Exercise prompt – Using the listing that follows, return every line with the word "filename".

Dataset records –
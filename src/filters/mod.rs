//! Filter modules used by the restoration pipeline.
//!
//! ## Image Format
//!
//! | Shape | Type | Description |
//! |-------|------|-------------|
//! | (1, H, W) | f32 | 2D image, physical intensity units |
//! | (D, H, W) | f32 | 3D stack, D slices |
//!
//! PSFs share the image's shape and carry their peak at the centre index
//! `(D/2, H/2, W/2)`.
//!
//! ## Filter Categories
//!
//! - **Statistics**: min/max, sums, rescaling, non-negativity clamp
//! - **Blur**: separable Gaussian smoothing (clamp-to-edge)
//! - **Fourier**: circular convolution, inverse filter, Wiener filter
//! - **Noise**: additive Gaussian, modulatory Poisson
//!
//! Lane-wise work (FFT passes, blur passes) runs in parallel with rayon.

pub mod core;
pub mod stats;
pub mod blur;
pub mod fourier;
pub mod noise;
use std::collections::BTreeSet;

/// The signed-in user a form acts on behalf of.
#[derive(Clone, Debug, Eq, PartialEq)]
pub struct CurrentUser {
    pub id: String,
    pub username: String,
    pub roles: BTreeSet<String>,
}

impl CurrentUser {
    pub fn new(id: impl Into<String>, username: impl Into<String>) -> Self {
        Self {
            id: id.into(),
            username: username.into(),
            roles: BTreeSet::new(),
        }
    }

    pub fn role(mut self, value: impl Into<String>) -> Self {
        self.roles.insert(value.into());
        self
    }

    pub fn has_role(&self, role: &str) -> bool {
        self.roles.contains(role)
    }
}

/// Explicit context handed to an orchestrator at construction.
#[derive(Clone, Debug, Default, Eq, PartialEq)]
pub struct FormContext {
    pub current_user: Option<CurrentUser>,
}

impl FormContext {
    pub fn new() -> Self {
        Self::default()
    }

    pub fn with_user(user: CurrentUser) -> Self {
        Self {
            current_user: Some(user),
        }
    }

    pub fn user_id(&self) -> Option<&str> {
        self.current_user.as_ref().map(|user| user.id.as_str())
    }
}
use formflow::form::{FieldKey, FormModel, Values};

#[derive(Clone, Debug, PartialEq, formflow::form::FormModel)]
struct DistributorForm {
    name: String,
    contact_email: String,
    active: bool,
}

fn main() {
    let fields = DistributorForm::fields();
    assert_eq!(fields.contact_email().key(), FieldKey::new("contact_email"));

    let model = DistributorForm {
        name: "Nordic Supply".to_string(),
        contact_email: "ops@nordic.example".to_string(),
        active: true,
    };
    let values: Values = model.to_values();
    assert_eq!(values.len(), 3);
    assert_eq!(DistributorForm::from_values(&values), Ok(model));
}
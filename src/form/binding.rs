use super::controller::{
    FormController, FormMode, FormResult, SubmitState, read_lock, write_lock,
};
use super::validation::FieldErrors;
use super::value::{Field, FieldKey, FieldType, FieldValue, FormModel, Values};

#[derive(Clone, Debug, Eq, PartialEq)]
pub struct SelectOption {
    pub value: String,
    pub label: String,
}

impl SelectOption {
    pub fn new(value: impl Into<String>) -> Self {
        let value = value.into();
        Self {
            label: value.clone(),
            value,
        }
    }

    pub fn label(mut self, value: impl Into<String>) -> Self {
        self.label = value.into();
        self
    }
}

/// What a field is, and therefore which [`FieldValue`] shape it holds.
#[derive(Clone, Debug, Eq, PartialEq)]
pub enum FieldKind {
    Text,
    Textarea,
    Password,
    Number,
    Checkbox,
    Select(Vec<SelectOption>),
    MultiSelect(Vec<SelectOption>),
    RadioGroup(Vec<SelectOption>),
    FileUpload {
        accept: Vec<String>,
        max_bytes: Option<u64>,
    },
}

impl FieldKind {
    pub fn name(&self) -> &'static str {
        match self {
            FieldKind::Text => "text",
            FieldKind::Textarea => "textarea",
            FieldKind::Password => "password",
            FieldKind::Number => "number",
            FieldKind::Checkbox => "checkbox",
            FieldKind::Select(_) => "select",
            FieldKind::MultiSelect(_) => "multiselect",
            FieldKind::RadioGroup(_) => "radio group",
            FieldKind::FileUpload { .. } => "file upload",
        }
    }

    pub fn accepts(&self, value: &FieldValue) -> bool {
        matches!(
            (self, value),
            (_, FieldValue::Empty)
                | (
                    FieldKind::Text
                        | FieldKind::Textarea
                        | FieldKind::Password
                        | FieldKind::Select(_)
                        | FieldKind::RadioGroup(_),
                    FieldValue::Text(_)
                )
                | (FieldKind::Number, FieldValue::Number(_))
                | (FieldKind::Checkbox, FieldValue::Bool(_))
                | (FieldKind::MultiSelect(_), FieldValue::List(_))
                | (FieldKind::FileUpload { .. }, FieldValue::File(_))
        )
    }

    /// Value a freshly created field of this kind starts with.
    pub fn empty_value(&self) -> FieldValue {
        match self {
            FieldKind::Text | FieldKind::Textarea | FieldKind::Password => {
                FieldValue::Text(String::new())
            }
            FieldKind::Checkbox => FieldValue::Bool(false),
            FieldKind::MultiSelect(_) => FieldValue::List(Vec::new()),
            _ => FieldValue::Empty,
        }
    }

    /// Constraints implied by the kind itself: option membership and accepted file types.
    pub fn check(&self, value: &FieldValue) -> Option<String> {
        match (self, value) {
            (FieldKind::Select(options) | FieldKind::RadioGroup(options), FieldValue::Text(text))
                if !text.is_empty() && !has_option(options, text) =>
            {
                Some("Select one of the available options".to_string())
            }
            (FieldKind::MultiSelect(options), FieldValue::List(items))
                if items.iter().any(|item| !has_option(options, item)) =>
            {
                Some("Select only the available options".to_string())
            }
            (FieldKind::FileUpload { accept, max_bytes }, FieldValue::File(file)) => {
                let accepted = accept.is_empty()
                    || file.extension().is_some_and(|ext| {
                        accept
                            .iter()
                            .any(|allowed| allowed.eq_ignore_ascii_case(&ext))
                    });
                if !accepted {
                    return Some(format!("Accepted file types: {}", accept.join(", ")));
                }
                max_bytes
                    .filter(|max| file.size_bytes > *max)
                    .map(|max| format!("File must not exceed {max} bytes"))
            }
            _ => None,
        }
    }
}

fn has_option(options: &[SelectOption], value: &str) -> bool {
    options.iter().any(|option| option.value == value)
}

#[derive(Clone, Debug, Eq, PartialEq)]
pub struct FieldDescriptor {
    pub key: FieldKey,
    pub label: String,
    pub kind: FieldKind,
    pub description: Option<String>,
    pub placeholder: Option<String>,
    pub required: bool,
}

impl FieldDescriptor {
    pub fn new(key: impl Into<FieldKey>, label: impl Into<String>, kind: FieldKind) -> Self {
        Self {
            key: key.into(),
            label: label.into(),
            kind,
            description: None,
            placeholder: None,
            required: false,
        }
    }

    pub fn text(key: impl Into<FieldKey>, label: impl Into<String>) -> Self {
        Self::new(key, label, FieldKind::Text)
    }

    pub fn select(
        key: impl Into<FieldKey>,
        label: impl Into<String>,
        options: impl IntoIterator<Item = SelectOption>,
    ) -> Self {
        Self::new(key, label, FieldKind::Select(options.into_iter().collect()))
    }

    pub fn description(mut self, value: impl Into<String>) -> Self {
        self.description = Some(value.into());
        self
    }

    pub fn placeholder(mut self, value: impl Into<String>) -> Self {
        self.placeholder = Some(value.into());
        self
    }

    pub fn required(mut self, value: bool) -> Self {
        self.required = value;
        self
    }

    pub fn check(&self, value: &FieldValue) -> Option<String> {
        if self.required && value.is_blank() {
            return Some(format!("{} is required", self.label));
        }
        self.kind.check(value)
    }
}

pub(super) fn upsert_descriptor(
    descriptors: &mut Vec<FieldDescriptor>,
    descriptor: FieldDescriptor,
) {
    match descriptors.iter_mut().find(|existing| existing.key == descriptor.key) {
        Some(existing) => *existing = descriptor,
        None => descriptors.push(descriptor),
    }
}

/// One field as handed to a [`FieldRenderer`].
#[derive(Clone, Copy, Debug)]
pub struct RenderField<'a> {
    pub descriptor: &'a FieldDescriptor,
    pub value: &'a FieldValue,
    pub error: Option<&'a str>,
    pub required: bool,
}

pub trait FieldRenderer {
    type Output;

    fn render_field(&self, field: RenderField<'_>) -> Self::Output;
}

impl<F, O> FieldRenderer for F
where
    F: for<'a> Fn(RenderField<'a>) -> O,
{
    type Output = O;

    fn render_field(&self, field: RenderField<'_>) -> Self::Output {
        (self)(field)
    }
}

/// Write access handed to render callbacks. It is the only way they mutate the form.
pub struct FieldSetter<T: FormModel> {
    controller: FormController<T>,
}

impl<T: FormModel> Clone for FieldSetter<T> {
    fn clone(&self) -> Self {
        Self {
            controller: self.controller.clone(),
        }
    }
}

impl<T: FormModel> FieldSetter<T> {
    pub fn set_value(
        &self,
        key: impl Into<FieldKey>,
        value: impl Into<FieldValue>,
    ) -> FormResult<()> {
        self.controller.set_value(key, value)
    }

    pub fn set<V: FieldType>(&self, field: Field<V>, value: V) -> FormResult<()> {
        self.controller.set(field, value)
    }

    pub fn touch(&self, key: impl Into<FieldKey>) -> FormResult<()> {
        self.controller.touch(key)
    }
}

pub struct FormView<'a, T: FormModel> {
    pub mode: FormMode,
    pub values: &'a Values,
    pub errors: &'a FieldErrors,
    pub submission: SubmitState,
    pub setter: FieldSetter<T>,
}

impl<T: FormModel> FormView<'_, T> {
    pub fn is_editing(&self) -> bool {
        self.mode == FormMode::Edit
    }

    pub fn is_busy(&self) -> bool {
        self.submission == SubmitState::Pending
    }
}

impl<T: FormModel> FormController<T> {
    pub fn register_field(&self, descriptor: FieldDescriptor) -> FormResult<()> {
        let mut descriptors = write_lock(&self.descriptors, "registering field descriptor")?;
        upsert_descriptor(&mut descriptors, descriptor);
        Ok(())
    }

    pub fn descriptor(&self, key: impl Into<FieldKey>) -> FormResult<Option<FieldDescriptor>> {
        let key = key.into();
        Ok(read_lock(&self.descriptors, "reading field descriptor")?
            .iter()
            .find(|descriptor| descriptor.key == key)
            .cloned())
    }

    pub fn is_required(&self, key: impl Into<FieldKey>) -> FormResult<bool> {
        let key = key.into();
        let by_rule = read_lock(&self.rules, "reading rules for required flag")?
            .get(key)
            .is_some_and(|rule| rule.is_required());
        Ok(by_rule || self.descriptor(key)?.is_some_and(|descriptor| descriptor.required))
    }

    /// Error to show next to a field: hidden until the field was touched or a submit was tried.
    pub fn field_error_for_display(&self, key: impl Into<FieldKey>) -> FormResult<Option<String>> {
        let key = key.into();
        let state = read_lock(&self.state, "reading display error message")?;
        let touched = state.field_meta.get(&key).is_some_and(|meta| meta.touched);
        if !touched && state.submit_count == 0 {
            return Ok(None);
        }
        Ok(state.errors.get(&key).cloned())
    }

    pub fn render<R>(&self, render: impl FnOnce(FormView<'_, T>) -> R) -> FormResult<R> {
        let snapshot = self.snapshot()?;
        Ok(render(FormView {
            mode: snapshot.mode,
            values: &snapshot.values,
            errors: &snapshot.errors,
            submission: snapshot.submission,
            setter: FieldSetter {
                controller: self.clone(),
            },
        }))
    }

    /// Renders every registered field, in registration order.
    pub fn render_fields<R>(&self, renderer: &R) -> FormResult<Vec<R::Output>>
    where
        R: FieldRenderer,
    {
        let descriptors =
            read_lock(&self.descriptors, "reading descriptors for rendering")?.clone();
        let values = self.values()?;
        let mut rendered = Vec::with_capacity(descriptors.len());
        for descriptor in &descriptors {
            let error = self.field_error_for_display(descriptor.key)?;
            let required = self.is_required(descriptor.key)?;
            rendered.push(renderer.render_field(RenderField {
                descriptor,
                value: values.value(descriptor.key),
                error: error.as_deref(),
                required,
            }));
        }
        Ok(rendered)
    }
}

Output of the exercise –
filename src/filters/mod.rs
filename src/form/binding.rs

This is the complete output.